Положительное единственно в том, чтобы обзавестись ребенком: учиться у него совсем не тому, что другие, — не обращать внимания на его тошнотворные попытки управляться с ручками-ножками и какать, что до такой степени умиляет родителей, что они до тошноты повторяют одно и то же, а вы в один прекрасный момент обнаруживаете, что не только ненавидите всех детей подряд, но испытываете бессознательную неприязнь к котятам и щенкам. Мне пришло в голову, что я могу учиться у ребенка природе человека. И если принять на веру слова Гарри, что я прирожденный философ, это будет честолюбивый философский проект. Что, если поместить ребенка в глубь темного шкафа? Или в увешанную зеркалами комнату? Или — увешанную картинами Сальвадора Дали? Разумеется, дети должны учиться улыбаться, но что произойдет, если я не покажу ему, как надо смеяться? У него не будет ни телевидения, ни кино и, может быть, даже общения. Что случится, если он не будет видеть никого, кроме меня? Или даже себя? Разовьется ли жестокость в этой Вселенной в миниатюре? Сарказм? Ярость? Да, здесь есть чему поучиться. Но с какой стати останавливаться на одном ребенке? Можно обзавестись коллективом детей, или «семьей», и, устраивая каждому свое окружение, определять, что у человека от природы, что неизбежно, что обусловливается средой и что является условным рефлексом. Кроме всего прочего, я попытаюсь воспитать существо, которое будет понимать самое себя. Что, если дать ему толчок к самосознанию в необычно раннем возрасте — например, в три года? Или даже раньше? Потребуются специальные условия для расцвета самосознания. Одно очевидно: ребенок в полной мере познает одиночество.

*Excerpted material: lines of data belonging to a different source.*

// Configuration loading and parsing (config/capvalue.toml).

use crate::positions::PositionGroup;
use crate::scoring::weights::{WeightError, WeightTable};
use serde::Deserialize;
use std::collections::BTreeMap;
use std::path::{Path, PathBuf};
use thiserror::Error;

/// File name of the main config, under `config/` and `defaults/`.
pub const CONFIG_FILE: &str = "capvalue.toml";

// ---------------------------------------------------------------------------
// Error types
// ---------------------------------------------------------------------------

#[derive(Debug, Error)]
pub enum ConfigError {
    #[error("config file not found: {path}")]
    FileNotFound { path: PathBuf },

    #[error("failed to parse config file {path}: {source}")]
    ParseError {
        path: PathBuf,
        source: toml::de::Error,
    },

    #[error("validation error for field `{field}`: {message}")]
    ValidationError { field: String, message: String },

    #[error("invalid weight table: {0}")]
    Weights(#[from] WeightError),

    #[error("failed to initialize config from defaults: {message}")]
    DefaultsCopyError { message: String },
}

// ---------------------------------------------------------------------------
// Top-level assembled Config
// ---------------------------------------------------------------------------

#[derive(Debug, Clone, PartialEq)]
pub struct Config {
    pub seasons: SeasonWindow,
    pub contracts: ContractConfig,
    pub merge: MergeConfig,
    pub scoring: ScoringConfig,
    pub weights: WeightTable,
    pub data_paths: DataPaths,
    pub output: OutputConfig,
}

impl Default for Config {
    fn default() -> Self {
        Config {
            seasons: SeasonWindow::default(),
            contracts: ContractConfig::default(),
            merge: MergeConfig::default(),
            scoring: ScoringConfig::default(),
            weights: WeightTable::builtin(),
            data_paths: DataPaths::default(),
            output: OutputConfig::default(),
        }
    }
}

// ---------------------------------------------------------------------------
// capvalue.toml sections
// ---------------------------------------------------------------------------

/// Raw deserialization target for the whole capvalue.toml file.
#[derive(Debug, Clone, Deserialize)]
struct ConfigFile {
    #[serde(default)]
    seasons: SeasonWindow,
    #[serde(default)]
    contracts: ContractConfig,
    #[serde(default)]
    merge: MergeConfig,
    #[serde(default)]
    scoring: ScoringConfig,
    #[serde(default)]
    weights: Option<WeightsSection>,
    data_paths: DataPaths,
    #[serde(default)]
    output: OutputConfig,
}

/// Inclusive range of seasons under analysis.
#[derive(Debug, Clone, Copy, PartialEq, Eq, Deserialize)]
pub struct SeasonWindow {
    pub first: i32,
    pub last: i32,
}

impl SeasonWindow {
    pub fn contains(&self, season: i32) -> bool {
        (self.first..=self.last).contains(&season)
    }
}

impl Default for SeasonWindow {
    fn default() -> Self {
        SeasonWindow {
            first: 2015,
            last: 2024,
        }
    }
}

/// Rookie-deal classification rules.
#[derive(Debug, Clone, PartialEq, Deserialize)]
#[serde(default)]
pub struct ContractConfig {
    /// Contracts longer than this are always veteran deals.
    pub rookie_max_years: u32,
    /// Rookie deals pay strictly less than this share of the cap.
    pub rookie_max_cap_pct: f64,
}

impl Default for ContractConfig {
    fn default() -> Self {
        ContractConfig {
            rookie_max_years: 4,
            rookie_max_cap_pct: 0.02,
        }
    }
}

#[derive(Debug, Clone, PartialEq, Deserialize)]
#[serde(default)]
pub struct MergeConfig {
    /// Minimum season snaps for a player-season to enter analysis.
    pub min_snaps: f64,
}

impl Default for MergeConfig {
    fn default() -> Self {
        MergeConfig { min_snaps: 100.0 }
    }
}

/// Population-quality and flagging thresholds for the composite scorer.
#[derive(Debug, Clone, PartialEq, Deserialize)]
#[serde(default)]
pub struct ScoringConfig {
    /// Position groups with fewer rows than this are not scored.
    pub min_group_size: usize,
    /// Stats with fewer non-null values than this z-score to 0.
    pub min_zscore_sample: usize,
    /// `value_score` strictly above this flags a bargain.
    pub bargain_threshold: f64,
    /// `value_score` strictly below this flags an overpay.
    pub overpaid_threshold: f64,
    /// Score position groups on the rayon pool instead of sequentially.
    pub parallel: bool,
}

impl Default for ScoringConfig {
    fn default() -> Self {
        ScoringConfig {
            min_group_size: 5,
            min_zscore_sample: 3,
            bargain_threshold: 2.0,
            overpaid_threshold: -2.0,
            parallel: true,
        }
    }
}

/// `[weights]` section: a version label plus one table per position group.
#[derive(Debug, Clone, Deserialize)]
struct WeightsSection {
    version: String,
    #[serde(flatten)]
    groups: BTreeMap<String, BTreeMap<String, f64>>,
}

#[derive(Debug, Clone, PartialEq, Deserialize)]
pub struct DataPaths {
    pub weekly: String,
    pub contracts: String,
    pub players: String,
    #[serde(default)]
    pub snap_counts: Option<String>,
    #[serde(default)]
    pub defense: Option<String>,
}

impl Default for DataPaths {
    fn default() -> Self {
        DataPaths {
            weekly: "data/weekly_stats.csv".into(),
            contracts: "data/contracts.csv".into(),
            players: "data/players.csv".into(),
            snap_counts: Some("data/snap_counts.csv".into()),
            defense: Some("data/pfr_defense.csv".into()),
        }
    }
}

impl DataPaths {
    /// Join relative paths onto `base_dir`; absolute paths are kept.
    pub fn resolve_against(&self, base_dir: &Path) -> DataPaths {
        let join = |p: &str| resolve_path(base_dir, p);
        DataPaths {
            weekly: join(&self.weekly),
            contracts: join(&self.contracts),
            players: join(&self.players),
            snap_counts: self.snap_counts.as_deref().map(join),
            defense: self.defense.as_deref().map(join),
        }
    }
}

/// `path` relative to `base_dir` unless it is already absolute.
pub fn resolve_path(base_dir: &Path, path: &str) -> String {
    let p = Path::new(path);
    if p.is_absolute() {
        path.to_string()
    } else {
        base_dir.join(p).display().to_string()
    }
}

#[derive(Debug, Clone, PartialEq, Deserialize)]
#[serde(default)]
pub struct OutputConfig {
    pub path: String,
    /// Optional JSON per-group summary written next to the CSV.
    pub summary_path: Option<String>,
}

impl Default for OutputConfig {
    fn default() -> Self {
        OutputConfig {
            path: "output/value_scores.csv".into(),
            summary_path: None,
        }
    }
}

// ---------------------------------------------------------------------------
// Loading logic
// ---------------------------------------------------------------------------

/// Parse and validate a config from TOML text. `origin` is only used for
/// error messages.
pub fn parse_config(text: &str, origin: &Path) -> Result<Config, ConfigError> {
    let file: ConfigFile = toml::from_str(text).map_err(|e| ConfigError::ParseError {
        path: origin.to_path_buf(),
        source: e,
    })?;

    let weights = match file.weights {
        Some(section) => weights_from_section(section)?,
        None => WeightTable::builtin(),
    };

    let config = Config {
        seasons: file.seasons,
        contracts: file.contracts,
        merge: file.merge,
        scoring: file.scoring,
        weights,
        data_paths: file.data_paths,
        output: file.output,
    };

    validate(&config)?;

    Ok(config)
}

fn weights_from_section(section: WeightsSection) -> Result<WeightTable, ConfigError> {
    let mut groups = BTreeMap::new();
    for (label, stats) in section.groups {
        let group: PositionGroup =
            label
                .parse()
                .map_err(|message: String| ConfigError::ValidationError {
                    field: format!("weights.{label}"),
                    message,
                })?;
        groups.insert(group, stats);
    }
    Ok(WeightTable::new(section.version, groups))
}

/// Load and validate a config file at an explicit path.
pub fn load_config_file(path: &Path) -> Result<Config, ConfigError> {
    let text = read_file(path)?;
    parse_config(&text, path)
}

/// Load and validate `config/capvalue.toml` relative to `base_dir`.
///
/// This does not copy defaults; see [`load_config`].
pub fn load_config_from(base_dir: &Path) -> Result<Config, ConfigError> {
    load_config_file(&base_dir.join("config").join(CONFIG_FILE))
}

/// Ensure all config files exist by copying missing ones from `defaults/`.
/// Returns the list of files that were copied.
pub fn ensure_config_files(base_dir: &Path) -> Result<Vec<PathBuf>, ConfigError> {
    let defaults_dir = base_dir.join("defaults");
    let config_dir = base_dir.join("config");

    if !defaults_dir.exists() {
        if !config_dir.exists() {
            return Err(ConfigError::DefaultsCopyError {
                message: format!(
                    "neither defaults/ nor config/ directory found in {}; \
                     run from the project root or pass --config",
                    base_dir.display()
                ),
            });
        }
        return Ok(vec![]);
    }

    std::fs::create_dir_all(&config_dir).map_err(|e| ConfigError::DefaultsCopyError {
        message: format!("failed to create config directory: {e}"),
    })?;

    let mut copied = Vec::new();

    let entries = std::fs::read_dir(&defaults_dir).map_err(|e| ConfigError::DefaultsCopyError {
        message: format!("failed to read defaults directory: {e}"),
    })?;

    for entry in entries {
        let entry = entry.map_err(|e| ConfigError::DefaultsCopyError {
            message: format!("failed to read defaults entry: {e}"),
        })?;
        let path = entry.path();

        if !path.is_file() {
            continue;
        }
        let Some(file_name) = path.file_name() else {
            continue;
        };
        let target = config_dir.join(file_name);

        match std::fs::OpenOptions::new()
            .write(true)
            .create_new(true)
            .open(&target)
        {
            Ok(mut dest) => {
                let content = std::fs::read(&path).map_err(|e| ConfigError::DefaultsCopyError {
                    message: format!("failed to read {}: {e}", path.display()),
                })?;
                std::io::Write::write_all(&mut dest, &content).map_err(|e| {
                    ConfigError::DefaultsCopyError {
                        message: format!("failed to write {}: {e}", target.display()),
                    }
                })?;
                copied.push(target);
            }
            Err(e) if e.kind() == std::io::ErrorKind::AlreadyExists => {}
            Err(e) => {
                return Err(ConfigError::DefaultsCopyError {
                    message: format!("failed to create {}: {e}", target.display()),
                });
            }
        }
    }

    Ok(copied)
}

/// Convenience wrapper: loads config relative to `base_dir`, copying
/// default config files first.
pub fn load_config(base_dir: &Path) -> Result<Config, ConfigError> {
    ensure_config_files(base_dir)?;
    load_config_from(base_dir)
}

// ---------------------------------------------------------------------------
// Helpers
// ---------------------------------------------------------------------------

fn read_file(path: &Path) -> Result<String, ConfigError> {
    std::fs::read_to_string(path).map_err(|_| ConfigError::FileNotFound {
        path: path.to_path_buf(),
    })
}

// ---------------------------------------------------------------------------
// Validation
// ---------------------------------------------------------------------------

fn invalid(field: &str, message: impl Into<String>) -> ConfigError {
    ConfigError::ValidationError {
        field: field.into(),
        message: message.into(),
    }
}

fn validate(config: &Config) -> Result<(), ConfigError> {
    let seasons = &config.seasons;
    if seasons.first > seasons.last {
        return Err(invalid(
            "seasons.first",
            format!("must not exceed seasons.last ({} > {})", seasons.first, seasons.last),
        ));
    }

    let c = &config.contracts;
    if c.rookie_max_years == 0 {
        return Err(invalid("contracts.rookie_max_years", "must be > 0"));
    }
    if !(c.rookie_max_cap_pct > 0.0 && c.rookie_max_cap_pct <= 1.0) {
        return Err(invalid(
            "contracts.rookie_max_cap_pct",
            format!("must be in (0, 1], got {}", c.rookie_max_cap_pct),
        ));
    }

    let min_snaps = config.merge.min_snaps;
    if !min_snaps.is_finite() || min_snaps < 0.0 {
        return Err(invalid("merge.min_snaps", format!("must be >= 0, got {min_snaps}")));
    }

    let s = &config.scoring;
    if s.min_group_size == 0 {
        return Err(invalid("scoring.min_group_size", "must be > 0"));
    }
    // The sample standard deviation needs at least two values.
    if s.min_zscore_sample < 2 {
        return Err(invalid(
            "scoring.min_zscore_sample",
            format!("must be >= 2, got {}", s.min_zscore_sample),
        ));
    }
    if !(s.bargain_threshold.is_finite() && s.overpaid_threshold.is_finite()) {
        return Err(invalid("scoring.bargain_threshold", "thresholds must be finite"));
    }
    if s.overpaid_threshold >= s.bargain_threshold {
        return Err(invalid(
            "scoring.overpaid_threshold",
            format!(
                "must be below scoring.bargain_threshold ({} >= {})",
                s.overpaid_threshold, s.bargain_threshold
            ),
        ));
    }

    config.weights.validate()?;

    let paths = &config.data_paths;
    let path_fields: &[(&str, &str)] = &[
        ("data_paths.weekly", &paths.weekly),
        ("data_paths.contracts", &paths.contracts),
        ("data_paths.players", &paths.players),
        ("output.path", &config.output.path),
    ];
    for (name, val) in path_fields {
        if val.trim().is_empty() {
            return Err(invalid(name, "must not be empty"));
        }
    }

    Ok(())
}

// ---------------------------------------------------------------------------
// Unit tests
// ---------------------------------------------------------------------------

Если родится девочка, Астрид по каким-то причинам хочет назвать ее Вильмой, если мальчик — Джаспером. Бог знает, откуда она взяла такие имена, но мне безразлично. Если правильно воспитывать, в определенном возрасте девочка или мальчик возьмут себе другое имя, с которым ей или ему будет комфортнее всего в его или ее шкуре, — нет ничего страшнее, чем слышать свое имя и только бесстрастно поводить плечами или оставаться холодным, глядя на свое имя на бумаге, вот почему большинство подписей — неразборчивые каракули: человек бессознательно восстает против своего имени и хочет его уничтожить.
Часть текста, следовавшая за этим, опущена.